Chico Pinheiro, 72 anos, ex-âncora do Bom Dia Brasil, anunciou ter sido diagnosticado com câncer colorretal. O jornalista passou por cirurgia robótica para tratar a doença, que apresentou complicações como aderência intestinal e necessidade de abertura cirúrgica. Ele ficou alguns dias na UTI.
Conforme médicos, o câncer colorretal engloba tumores do cólon e do reto. Quando localizado a até 10 cm da margem anal, é considerado câncer de reto; entre 10 e 12 cm, transição sigmoide; acima de 12 cm, câncer de cólon. O distúrbio é uma neoplasia do aparelho digestivo.
Entre os principais fatores de risco, destacam-se obesidade, consumo de alimentos processados e estilo de vida sedentário. A idade também aumenta a vulnerabilidade, especialmente após os 50 anos. A detecção precoce facilita o tratamento e aumenta as chances de cura.
Rastreio e diagnóstico
O rastreio costuma incluir o exame de sangue oculto nas fezes, anual, seguido de investigações mais detalhadas como retossigmoidoscopia ou colonoscopia, conforme o resultado. Em histórico familiar de doenças genéticas, a colonoscopia pode ser indicada diretamente.
Outra opção em avaliação diagnóstica é a biópsia líquida, que usa sangue para identificar DNA tumoral ou células cancerosas circulantes. O método pode apoiar diagnóstico precoce quando imagens não detectam alterações.
Tratamento
O manejo do câncer de reto costuma envolver radioterapia, quimioterapia e cirurgia, com a sequência que varia conforme resposta aos exames de imagem. Em muitos casos, a cirurgia ocorre após tratamento neoadjuvante para reduzir riscos.
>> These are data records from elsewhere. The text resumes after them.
use crate::grid::{
    coord::{HexAxis, HexCoord},
    geometry::Orientation,
    shape::{
        HexagonalShape, MapShape, ParallelogramShape, RectangularShape,
        TriangularShape,
    },
};
use serde::{Deserialize, Serialize};
use validator::{Validate, ValidationError};

/// Configuration that defines a grid. Two grids built from the same config
/// are always identical, tile for tile.
#[derive(Copy, Clone, Debug, Serialize, Deserialize, Validate)]
#[serde(default)]
pub struct GridConfig {
    /// Which way the hexagons point. This drives both the geometry's
    /// rotation offset and the row/column roles of a rectangular shape.
    pub orientation: Orientation,

    /// The circumradius of a single hexagon, in world units
    #[validate(range(min = 0.0))]
    pub size: f64,

    /// The coordinate the map shape is anchored to
    pub origin: HexCoord,

    /// The outline of the map, with its shape-specific extents
    #[validate(custom = "validate_shape")]
    pub shape: ShapeConfig,
}

impl Default for GridConfig {
    fn default() -> Self {
        Self {
            orientation: Orientation::FlatTop,
            size: 1.0,
            origin: HexCoord::ORIGIN,
            shape: ShapeConfig::Hexagonal { size: 10 },
        }
    }
}

/// The parameters of one of the supported map outlines. This is the
/// serializable description of a shape; [ShapeConfig::to_shape] turns it
/// into the live generator.
#[derive(Copy, Clone, Debug, Serialize, Deserialize)]
#[serde(rename_all = "snake_case")]
pub enum ShapeConfig {
    Hexagonal {
        size: i32,
    },
    Rectangular {
        top: i32,
        bottom: i32,
        left: i32,
        right: i32,
    },
    Parallelogram {
        size: i32,
        axis: HexAxis,
    },
    Triangular {
        size: i32,
        axis: HexAxis,
    },
}

impl ShapeConfig {
    /// Build the shape generator described by this config. The orientation
    /// only affects rectangular shapes, which lay out their rows and columns
    /// differently per orientation.
    pub fn to_shape(
        self,
        origin: HexCoord,
        orientation: Orientation,
    ) -> Box<dyn MapShape> {
        match self {
            Self::Hexagonal { size } => {
                Box::new(HexagonalShape::new(origin, size))
            }
            Self::Rectangular {
                top,
                bottom,
                left,
                right,
            } => Box::new(RectangularShape::new(
                origin,
                orientation,
                top,
                bottom,
                left,
                right,
            )),
            Self::Parallelogram { size, axis } => {
                Box::new(ParallelogramShape::new(origin, size, axis))
            }
            Self::Triangular { size, axis } => {
                Box::new(TriangularShape::new(origin, size, axis))
            }
        }
    }
}

/// Check that every extent in a shape config is non-negative. The shape
/// constructors enforce the same bounds with panics; validating here first
/// turns a bad config into a recoverable error instead.
fn validate_shape(shape: &ShapeConfig) -> Result<(), ValidationError> {
    let valid = match shape {
        ShapeConfig::Hexagonal { size }
        | ShapeConfig::Parallelogram { size, .. }
        | ShapeConfig::Triangular { size, .. } => *size >= 0,
        ShapeConfig::Rectangular {
            top,
            bottom,
            left,
            right,
        } => [*top, *bottom, *left, *right]
            .iter()
            .all(|extent| *extent >= 0),
    };
    if valid {
        Ok(())
    } else {
        Err(ValidationError::new("range"))
    }
}
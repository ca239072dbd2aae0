//! Map shapes: rules that generate the set of coordinates covered by a grid
//! outline. A shape owns an origin plus its own parameters, and enumerates a
//! de-duplicated coordinate set, computed lazily on first read and memoized
//! until something invalidates it.

use crate::{
    grid::{
        coord::{HexAxis, HexCoord},
        geometry::Orientation,
    },
    util::hexagon_len,
};
use fnv::FnvBuildHasher;
use log::debug;
use serde::{Deserialize, Serialize};
use std::cell::{Ref, RefCell};

/// A set of coordinates
pub type HexCoordSet = std::collections::HashSet<HexCoord, FnvBuildHasher>;

/// A two-state (empty/populated) memo for a shape's coordinate set.
///
/// The cache is intentionally **not** thread-safe: shapes are single-owner
/// values, and the empty→populated transition must not race. Hosts that
/// share a shape across threads have to either force the computation up
/// front under single ownership or add their own lock. `RefCell` encodes
/// that contract in the type system (the cache is `!Sync`).
///
/// Serialization skips the cache, so a freshly deserialized shape is always
/// back in the empty state and recomputes from its loaded parameters.
#[derive(Clone, Debug, Default)]
pub struct ShapeCache(RefCell<Option<HexCoordSet>>);

impl ShapeCache {
    /// Get the cached set, populating it with `compute` if this is the
    /// first read since construction or invalidation
    fn get_or_compute(
        &self,
        compute: impl FnOnce() -> HexCoordSet,
    ) -> Ref<'_, HexCoordSet> {
        if self.0.borrow().is_none() {
            let coords = compute();
            debug!("populated shape cache with {} coordinates", coords.len());
            *self.0.borrow_mut() = Some(coords);
        }
        // Populated above if it was empty
        Ref::map(self.0.borrow(), |cache| cache.as_ref().unwrap())
    }

    /// Drop the cached set, returning to the empty state. The next read
    /// recomputes from the shape's current parameters.
    fn invalidate(&self) {
        *self.0.borrow_mut() = None;
    }
}

/// A rule generating a finite set of coordinates relative to an origin, used
/// to seed a map's key space. Implementors define [MapShape::base_shape] (the
/// origin-relative outline); enumeration, origin translation, and memoization
/// are provided.
pub trait MapShape {
    /// The coordinate the shape is centered on/anchored to
    fn origin(&self) -> HexCoord;

    /// Compute the origin-relative coordinate set for this shape. This is
    /// the raw outline rule; callers should go through
    /// [MapShape::coordinates], which translates by the origin and caches.
    fn base_shape(&self) -> HexCoordSet;

    /// The shape's memoized coordinate set
    fn cache(&self) -> &ShapeCache;

    /// Enumerate the coordinates covered by this shape: the base outline
    /// translated by the origin. Computed once, lazily, then served from the
    /// cache until the shape is mutated or [MapShape::invalidate]d.
    fn coordinates(&self) -> Ref<'_, HexCoordSet> {
        self.cache().get_or_compute(|| {
            self.base_shape()
                .into_iter()
                .map(|coord| self.origin() + coord)
                .collect()
        })
    }

    /// Whether the given coordinate is covered by this shape
    fn contains(&self, coord: HexCoord) -> bool {
        self.coordinates().contains(&coord)
    }

    /// Force the cached coordinate set to be recomputed on the next read.
    /// Setters call this internally; external callers only need it after
    /// mutating parameters through some channel the shape can't see (e.g.
    /// deserializing in place).
    fn invalidate(&self) {
        self.cache().invalidate();
    }
}

/// A hexagonal outline: every coordinate within `size` steps of the origin.
/// A size of 0 is a single tile, 1 is 7 tiles, 2 is 19, etc.
#[derive(Clone, Debug, Serialize, Deserialize)]
pub struct HexagonalShape {
    origin: HexCoord,
    size: i32,
    #[serde(skip)]
    cache: ShapeCache,
}

impl HexagonalShape {
    /// Construct a new hexagonal shape. Panics if `size` is negative.
    pub fn new(origin: HexCoord, size: i32) -> Self {
        assert!(size >= 0, "size must be at least 0, but was {size}");
        Self {
            origin,
            size,
            cache: ShapeCache::default(),
        }
    }

    pub fn size(&self) -> i32 {
        self.size
    }

    /// Change the shape's size, invalidating the cached coordinate set.
    /// Panics if `size` is negative.
    pub fn set_size(&mut self, size: i32) {
        assert!(size >= 0, "size must be at least 0, but was {size}");
        self.invalidate();
        self.size = size;
    }

    /// Change the shape's origin, invalidating the cached coordinate set
    pub fn set_origin(&mut self, origin: HexCoord) {
        self.invalidate();
        self.origin = origin;
    }
}

impl MapShape for HexagonalShape {
    fn origin(&self) -> HexCoord {
        self.origin
    }

    fn base_shape(&self) -> HexCoordSet {
        let mut shape = HexCoordSet::with_capacity_and_hasher(
            hexagon_len(self.size),
            FnvBuildHasher::default(),
        );
        shape.extend(HexCoord::range(HexCoord::ORIGIN, self.size));
        shape
    }

    fn cache(&self) -> &ShapeCache {
        &self.cache
    }
}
Já o câncer de cólon geralmente tem a cirurgia como fase inicial, seguida de quimioterapia conforme análise da peça cirúrgica. Em metástases, a abordagem costuma combinar quimioterapia, terapias-alvo e, em alguns casos, imunoterapia.
Para fases iniciais, o tratamento pode durar de quatro a seis meses; na doença avançada, pode se estender por mais de cinco anos. A biologia molecular do tumor orienta escolhas terapêuticas, com testes genéticos como RAS e BRAF cada vez mais usados.